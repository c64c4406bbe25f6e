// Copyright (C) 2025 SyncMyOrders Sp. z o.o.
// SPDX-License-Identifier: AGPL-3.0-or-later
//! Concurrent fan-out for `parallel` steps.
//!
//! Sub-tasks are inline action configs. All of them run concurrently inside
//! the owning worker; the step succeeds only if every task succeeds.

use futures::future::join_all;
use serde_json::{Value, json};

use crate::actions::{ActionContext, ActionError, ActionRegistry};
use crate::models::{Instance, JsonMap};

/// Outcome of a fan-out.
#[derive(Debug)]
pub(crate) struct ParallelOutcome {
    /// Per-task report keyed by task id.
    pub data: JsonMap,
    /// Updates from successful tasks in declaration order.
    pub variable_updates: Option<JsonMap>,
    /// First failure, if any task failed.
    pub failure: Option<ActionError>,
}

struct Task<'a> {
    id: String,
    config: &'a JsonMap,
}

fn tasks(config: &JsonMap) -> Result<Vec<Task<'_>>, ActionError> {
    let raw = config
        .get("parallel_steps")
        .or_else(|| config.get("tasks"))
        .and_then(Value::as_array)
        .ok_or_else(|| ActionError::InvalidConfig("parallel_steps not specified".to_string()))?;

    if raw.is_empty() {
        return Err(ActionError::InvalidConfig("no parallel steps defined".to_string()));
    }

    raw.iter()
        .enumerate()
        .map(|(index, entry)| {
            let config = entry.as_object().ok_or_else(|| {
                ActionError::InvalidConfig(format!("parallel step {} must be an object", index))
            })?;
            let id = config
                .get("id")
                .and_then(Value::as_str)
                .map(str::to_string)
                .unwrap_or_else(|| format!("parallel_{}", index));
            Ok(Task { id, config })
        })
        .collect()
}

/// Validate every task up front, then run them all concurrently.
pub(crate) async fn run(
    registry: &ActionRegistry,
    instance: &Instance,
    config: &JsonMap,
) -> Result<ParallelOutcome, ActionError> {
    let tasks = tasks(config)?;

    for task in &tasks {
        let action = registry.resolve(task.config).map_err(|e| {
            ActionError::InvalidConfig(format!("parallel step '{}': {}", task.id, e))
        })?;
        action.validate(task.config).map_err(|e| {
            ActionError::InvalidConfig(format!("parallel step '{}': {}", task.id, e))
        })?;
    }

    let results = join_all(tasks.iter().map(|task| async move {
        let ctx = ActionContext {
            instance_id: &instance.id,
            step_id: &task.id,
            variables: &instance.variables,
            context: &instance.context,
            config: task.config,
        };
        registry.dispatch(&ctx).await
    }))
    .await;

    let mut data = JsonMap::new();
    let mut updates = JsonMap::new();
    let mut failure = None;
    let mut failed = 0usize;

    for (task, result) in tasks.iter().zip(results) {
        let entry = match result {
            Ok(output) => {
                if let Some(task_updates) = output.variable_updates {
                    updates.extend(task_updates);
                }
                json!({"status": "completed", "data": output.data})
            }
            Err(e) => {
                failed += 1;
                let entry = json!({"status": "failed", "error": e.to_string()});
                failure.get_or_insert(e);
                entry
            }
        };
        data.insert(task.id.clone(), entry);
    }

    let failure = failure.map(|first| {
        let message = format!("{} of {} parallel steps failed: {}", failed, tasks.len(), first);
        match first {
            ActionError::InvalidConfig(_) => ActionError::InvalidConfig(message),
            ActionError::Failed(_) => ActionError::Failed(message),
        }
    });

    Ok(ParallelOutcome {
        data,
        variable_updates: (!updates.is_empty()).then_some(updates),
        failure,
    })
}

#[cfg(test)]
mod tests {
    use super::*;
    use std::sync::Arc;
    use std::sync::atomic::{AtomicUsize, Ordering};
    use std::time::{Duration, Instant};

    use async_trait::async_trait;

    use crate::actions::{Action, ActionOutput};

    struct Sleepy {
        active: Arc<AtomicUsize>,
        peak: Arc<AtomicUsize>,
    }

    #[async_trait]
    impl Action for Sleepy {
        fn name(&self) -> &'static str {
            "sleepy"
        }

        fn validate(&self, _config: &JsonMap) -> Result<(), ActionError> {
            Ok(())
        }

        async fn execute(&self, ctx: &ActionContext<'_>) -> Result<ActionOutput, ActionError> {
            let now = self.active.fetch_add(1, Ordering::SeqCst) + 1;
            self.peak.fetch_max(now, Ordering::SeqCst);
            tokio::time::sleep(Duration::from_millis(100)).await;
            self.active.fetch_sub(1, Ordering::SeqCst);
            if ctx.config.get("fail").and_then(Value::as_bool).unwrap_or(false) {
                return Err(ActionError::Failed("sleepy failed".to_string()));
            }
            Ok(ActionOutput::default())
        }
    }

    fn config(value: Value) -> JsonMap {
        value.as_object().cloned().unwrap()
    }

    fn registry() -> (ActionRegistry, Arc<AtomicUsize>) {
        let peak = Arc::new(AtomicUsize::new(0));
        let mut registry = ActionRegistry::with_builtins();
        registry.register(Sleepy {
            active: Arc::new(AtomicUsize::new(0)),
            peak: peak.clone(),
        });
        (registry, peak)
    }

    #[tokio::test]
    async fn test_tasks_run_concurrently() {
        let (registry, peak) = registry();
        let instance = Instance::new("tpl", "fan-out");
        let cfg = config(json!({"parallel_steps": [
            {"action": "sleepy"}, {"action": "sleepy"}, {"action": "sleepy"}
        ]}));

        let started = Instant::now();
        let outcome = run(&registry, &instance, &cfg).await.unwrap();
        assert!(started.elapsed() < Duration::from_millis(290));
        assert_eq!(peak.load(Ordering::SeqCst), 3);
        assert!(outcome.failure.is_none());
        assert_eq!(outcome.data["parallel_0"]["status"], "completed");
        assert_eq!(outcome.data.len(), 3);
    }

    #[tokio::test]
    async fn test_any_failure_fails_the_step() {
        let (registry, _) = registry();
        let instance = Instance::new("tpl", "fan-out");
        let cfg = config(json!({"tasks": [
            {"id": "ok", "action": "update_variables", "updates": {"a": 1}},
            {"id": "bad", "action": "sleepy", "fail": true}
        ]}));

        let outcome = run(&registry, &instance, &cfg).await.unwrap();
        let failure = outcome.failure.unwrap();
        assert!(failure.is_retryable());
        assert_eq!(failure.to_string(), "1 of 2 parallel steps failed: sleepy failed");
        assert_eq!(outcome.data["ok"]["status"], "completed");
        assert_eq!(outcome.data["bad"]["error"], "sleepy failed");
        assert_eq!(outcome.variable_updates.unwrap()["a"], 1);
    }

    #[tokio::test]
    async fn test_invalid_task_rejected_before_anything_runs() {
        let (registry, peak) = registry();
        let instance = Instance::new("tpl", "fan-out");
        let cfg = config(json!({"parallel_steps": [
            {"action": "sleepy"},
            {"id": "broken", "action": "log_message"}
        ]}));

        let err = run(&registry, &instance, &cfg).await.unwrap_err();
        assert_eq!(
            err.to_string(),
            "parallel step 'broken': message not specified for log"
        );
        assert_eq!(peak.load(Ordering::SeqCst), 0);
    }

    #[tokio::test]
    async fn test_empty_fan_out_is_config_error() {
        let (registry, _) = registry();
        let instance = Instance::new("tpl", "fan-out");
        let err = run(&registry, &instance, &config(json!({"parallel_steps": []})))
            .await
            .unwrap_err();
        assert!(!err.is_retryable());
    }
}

--- --- ---

What to produce: Print only what lies in the material above starting at the line with "let mut failed = 0usize;" and ending at the line with "failure.get_or_insert(e);", every line exactly as given.

Answer to the exercise:
    let mut failed = 0usize;

    for (task, result) in tasks.iter().zip(results) {
        let entry = match result {
            Ok(output) => {
                if let Some(task_updates) = output.variable_updates {
                    updates.extend(task_updates);
                }
                json!({"status": "completed", "data": output.data})
            }
            Err(e) => {
                failed += 1;
                let entry = json!({"status": "failed", "error": e.to_string()});
                failure.get_or_insert(e);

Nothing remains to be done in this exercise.